今回の散歩では、その東城あたりまでの間に、なぜか新見から備後落合までのiPhoneのメモの記録がなくなり、さらに帰宅してから写真のバックアップがうまくいかずと散々で記憶に頼るしかないのですが、ニュース記事に添付されていた写真を見て記憶が鮮明に蘇ってきました。

 

小さな水の流れが少しずつ川幅を広げて急流の相を呈してくる深い山あいのあたりで、線路は川ぎりぎりのところにありました。

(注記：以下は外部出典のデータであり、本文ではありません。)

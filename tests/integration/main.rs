//! Integration tests for prefix-export.
//!
//! These tests require LocalStack to be running. They are marked as `#[ignore]`
//! by default to avoid running them in CI without proper setup.
//!
//! ## Running Integration Tests
//!
//! 1. Start LocalStack:
//!    ```bash
//!    docker run -d -p 4566:4566 localstack/localstack
//!    ```
//!
//! 2. Run the integration tests:
//!    ```bash
//!    LOCALSTACK_ENDPOINT=http://localhost:4566 cargo test -p integration-tests -- --ignored
//!    ```

mod common;
mod export_test;
mod lister_test;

歩行と同じくらいの速度ではないかと思うほど、ゆっくりとそこを通過していきました。

運転席のそばに座っていたのですが、微妙に速度を調節している様子が見え、ゆっくりなのに緊迫感を感じた区間でした。

 

たぶん、あのあたりだろうと思います。

私が乗っていた時には、東城駅で一人降りたので乗客は4名でした。

運転士さんが無事で、本当に何よりでした。

 

1910年代から少しずつこの中国山地で各地の鉄道ができ始め、つながりあいながら芸備線になり、そして車社会になって乗客が減っても残っているのは、外から見ただけではわからない鉄道への思いがあるのかもしれませんね。

 

とにかく見て歩くと東南アジアを歩いていらっしゃった鶴見良行氏と同じくらいの年代になったのだと、ふと思い出したのでした。